*Instructions to follow*:
Scan the entries below line by line and state how many lines contain the string "AlertEngine", giving only the number.

*Records for processing*:

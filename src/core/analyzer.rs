use serde::Serialize;

use crate::config::AnalyzerConfig;
use crate::core::alerts::{AlertCondition, AlertEngine, AlertEvent, AlertRule, RuleId};
use crate::core::ranking::RankedSet;
use crate::core::types::{MetricSnapshot, PriceSample};
use crate::core::window::WindowSet;
use crate::error::StockWatchError;

/// Entries in a summary report's ranking tables.
#[derive(Debug, Clone, Serialize)]
pub struct RankedEntry {
    pub symbol: String,
    pub percent_change: f64,
}

/// Periodic market overview, serialized to JSON by the reporting task.
#[derive(Debug, Clone, Serialize)]
pub struct SummaryReport {
    pub timestamp: Option<i64>,
    pub top_gainers: Vec<RankedEntry>,
    pub top_losers: Vec<RankedEntry>,
    pub momentum_leaders: Vec<MetricSnapshot>,
    pub volatility_leaders: Vec<MetricSnapshot>,
    pub breakouts: Vec<MetricSnapshot>,
}

/// Rows per table in [`SummaryReport`].
const REPORT_DEPTH: usize = 5;

/// Owns the per-symbol windows, the percent-change ranking, and the alert
/// engine; every sample flows through [`ingest`](Self::ingest).
///
/// Constructed once and passed explicitly to the ingestion and query call
/// sites; there is no process-wide instance.
#[derive(Debug, Clone)]
pub struct TrendAnalyzer {
    windows: WindowSet,
    ranking: RankedSet,
    alerts: AlertEngine,
    last_update: Option<i64>,
}

impl TrendAnalyzer {
    pub fn new(config: &AnalyzerConfig) -> Self {
        Self {
            windows: WindowSet::new(
                config.window_size,
                config.momentum_period,
                config.breakout_fraction,
            ),
            ranking: RankedSet::new(config.heap_size),
            alerts: AlertEngine::new(config.hysteresis, config.event_capacity),
            last_update: None,
        }
    }

    /// Runs one sample through window, ranking, and alerts. A rejected
    /// sample leaves all three untouched and surfaces the rejection to the
    /// caller, which decides whether to retry or skip.
    pub fn ingest(&mut self, sample: PriceSample) -> Result<MetricSnapshot, StockWatchError> {
        let symbol = sample.symbol.clone();
        let snapshot = self.windows.ingest(sample)?;
        self.ranking.update(&symbol, snapshot.percent_change)?;
        self.alerts.evaluate(&symbol, &snapshot);
        self.last_update = Some(snapshot.timestamp);
        Ok(snapshot)
    }

    /// Delisting: drops the symbol from windows and ranking. Rules stay
    /// until removed explicitly; they can never fire without a window.
    pub fn remove_symbol(&mut self, symbol: &str) -> bool {
        let had_window = self.windows.remove(symbol);
        let had_rank = self.ranking.remove(symbol);
        had_window || had_rank
    }

    pub fn top_gainers(&self, k: usize) -> Vec<(String, f64)> {
        self.ranking.top_gainers(k)
    }

    pub fn top_losers(&self, k: usize) -> Vec<(String, f64)> {
        self.ranking.top_losers(k)
    }

    pub fn metrics(&self, symbol: &str) -> Option<&MetricSnapshot> {
        self.windows.metrics(symbol)
    }

    pub fn add_rule(
        &mut self,
        symbol: &str,
        condition: AlertCondition,
    ) -> Result<RuleId, StockWatchError> {
        self.alerts.add_rule(symbol, condition)
    }

    pub fn add_rule_expiring(
        &mut self,
        symbol: &str,
        condition: AlertCondition,
        expires_at: i64,
    ) -> Result<RuleId, StockWatchError> {
        self.alerts.add_rule_expiring(symbol, condition, expires_at)
    }

    pub fn remove_rule(&mut self, id: RuleId) -> bool {
        self.alerts.remove_rule(id)
    }

    pub fn rules(&self) -> &[AlertRule] {
        self.alerts.rules()
    }

    pub fn drain_alerts(&mut self) -> Vec<AlertEvent> {
        self.alerts.drain_events()
    }

    pub fn dropped_alerts(&self) -> u64 {
        self.alerts.dropped_events()
    }

    /// Symbols with the steepest upward momentum slope, descending.
    pub fn momentum_leaders(&self, n: usize) -> Vec<MetricSnapshot> {
        self.sorted_snapshots(n, |s| s.momentum)
    }

    /// Most volatile symbols first.
    pub fn volatility_leaders(&self, n: usize) -> Vec<MetricSnapshot> {
        self.sorted_snapshots(n, |s| s.volatility)
    }

    /// Symbols currently flagged as breakouts, largest move first.
    pub fn breakouts(&self) -> Vec<MetricSnapshot> {
        let mut out: Vec<MetricSnapshot> = self
            .windows
            .snapshots()
            .filter(|s| s.breakout)
            .cloned()
            .collect();
        out.sort_by(|a, b| {
            b.percent_change
                .abs()
                .total_cmp(&a.percent_change.abs())
                .then_with(|| a.symbol.cmp(&b.symbol))
        });
        out
    }

    pub fn summary_report(&self) -> SummaryReport {
        let ranked = |rows: Vec<(String, f64)>| {
            rows.into_iter()
                .map(|(symbol, percent_change)| RankedEntry {
                    symbol,
                    percent_change,
                })
                .collect()
        };
        SummaryReport {
            timestamp: self.last_update,
            top_gainers: ranked(self.top_gainers(REPORT_DEPTH)),
            top_losers: ranked(self.top_losers(REPORT_DEPTH)),
            momentum_leaders: self.momentum_leaders(REPORT_DEPTH),
            volatility_leaders: self.volatility_leaders(REPORT_DEPTH),
            breakouts: self.breakouts().into_iter().take(REPORT_DEPTH).collect(),
        }
    }

    fn sorted_snapshots<F>(&self, n: usize, key: F) -> Vec<MetricSnapshot>
    where
        F: Fn(&MetricSnapshot) -> f64,
    {
        let mut out: Vec<MetricSnapshot> = self.windows.snapshots().cloned().collect();
        out.sort_by(|a, b| {
            key(b)
                .total_cmp(&key(a))
                .then_with(|| a.symbol.cmp(&b.symbol))
        });
        out.truncate(n);
        out
    }
}

#[cfg(test)]
mod tests {
    use super::*;

    fn analyzer() -> TrendAnalyzer {
        TrendAnalyzer::new(&AnalyzerConfig {
            window_size: 3,
            heap_size: 10,
            momentum_period: 3,
            breakout_fraction: 0.05,
            hysteresis: 0.0,
            event_capacity: 100,
        })
    }

    fn ingest(a: &mut TrendAnalyzer, symbol: &str, timestamp: i64, price: f64) -> MetricSnapshot {
        a.ingest(PriceSample::new(symbol, timestamp, price)).unwrap()
    }

    #[test]
    fn ingest_feeds_window_ranking_and_alerts() {
        let mut a = analyzer();
        a.add_rule("A", AlertCondition::ChangeAbove(5.0)).unwrap();

        ingest(&mut a, "A", 1, 10.0);
        ingest(&mut a, "B", 1, 10.0);
        ingest(&mut a, "A", 2, 11.0);
        ingest(&mut a, "B", 2, 9.0);

        assert_eq!(a.top_gainers(2)[0].0, "A");
        assert_eq!(a.top_losers(2)[0].0, "B");
        assert_eq!(a.metrics("A").unwrap().last_price, 11.0);

        let events = a.drain_alerts();
        assert_eq!(events.len(), 1);
        assert_eq!(events[0].symbol, "A");
    }

    #[test]
    fn rejected_sample_changes_nothing() {
        let mut a = analyzer();
        ingest(&mut a, "A", 5, 10.0);
        let before_rank = a.top_gainers(5);

        let err = a.ingest(PriceSample::new("A", 4, 99.0)).unwrap_err();
        assert!(matches!(err, StockWatchError::OutOfOrderSample { .. }));
        assert_eq!(a.metrics("A").unwrap().last_price, 10.0);
        assert_eq!(a.top_gainers(5), before_rank);
    }

    #[test]
    fn remove_symbol_clears_window_and_ranking() {
        let mut a = analyzer();
        ingest(&mut a, "A", 1, 10.0);
        ingest(&mut a, "B", 1, 10.0);
        assert!(a.remove_symbol("A"));
        assert!(a.metrics("A").is_none());
        assert_eq!(a.top_gainers(5).len(), 1);
        assert!(!a.remove_symbol("A"));
    }

    #[test]
    fn leaders_sort_by_their_metric() {
        let mut a = analyzer();
        // A rises steeply, B gently, C falls.
        for (i, (pa, pb, pc)) in [(10.0, 10.0, 10.0), (20.0, 11.0, 9.0), (30.0, 12.0, 8.0)]
            .into_iter()
            .enumerate()
        {
            let t = i as i64 + 1;
            ingest(&mut a, "A", t, pa);
            ingest(&mut a, "B", t, pb);
            ingest(&mut a, "C", t, pc);
        }
        let leaders = a.momentum_leaders(3);
        let momentum: Vec<&str> = leaders.iter().map(|s| s.symbol.as_str()).collect();
        assert_eq!(momentum, ["A", "B", "C"]);
        assert_eq!(a.volatility_leaders(1)[0].symbol, "A");
    }

    #[test]
    fn breakouts_are_flagged_and_ordered() {
        let mut a = analyzer();
        ingest(&mut a, "A", 1, 10.0);
        ingest(&mut a, "A", 2, 12.0); // +20% past the 5% band
        ingest(&mut a, "B", 1, 10.0);
        ingest(&mut a, "B", 2, 10.2); // within the band
        let breakouts = a.breakouts();
        assert_eq!(breakouts.len(), 1);
        assert_eq!(breakouts[0].symbol, "A");
    }

    #[test]
    fn summary_report_serializes() {
        let mut a = analyzer();
        ingest(&mut a, "A", 1, 10.0);
        ingest(&mut a, "A", 2, 11.0);
        let report = a.summary_report();
        assert_eq!(report.timestamp, Some(2));
        assert_eq!(report.top_gainers.len(), 1);
        let json = serde_json::to_string(&report).unwrap();
        assert!(json.contains("\"top_gainers\""));
    }
}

*Result of this exercise*:
3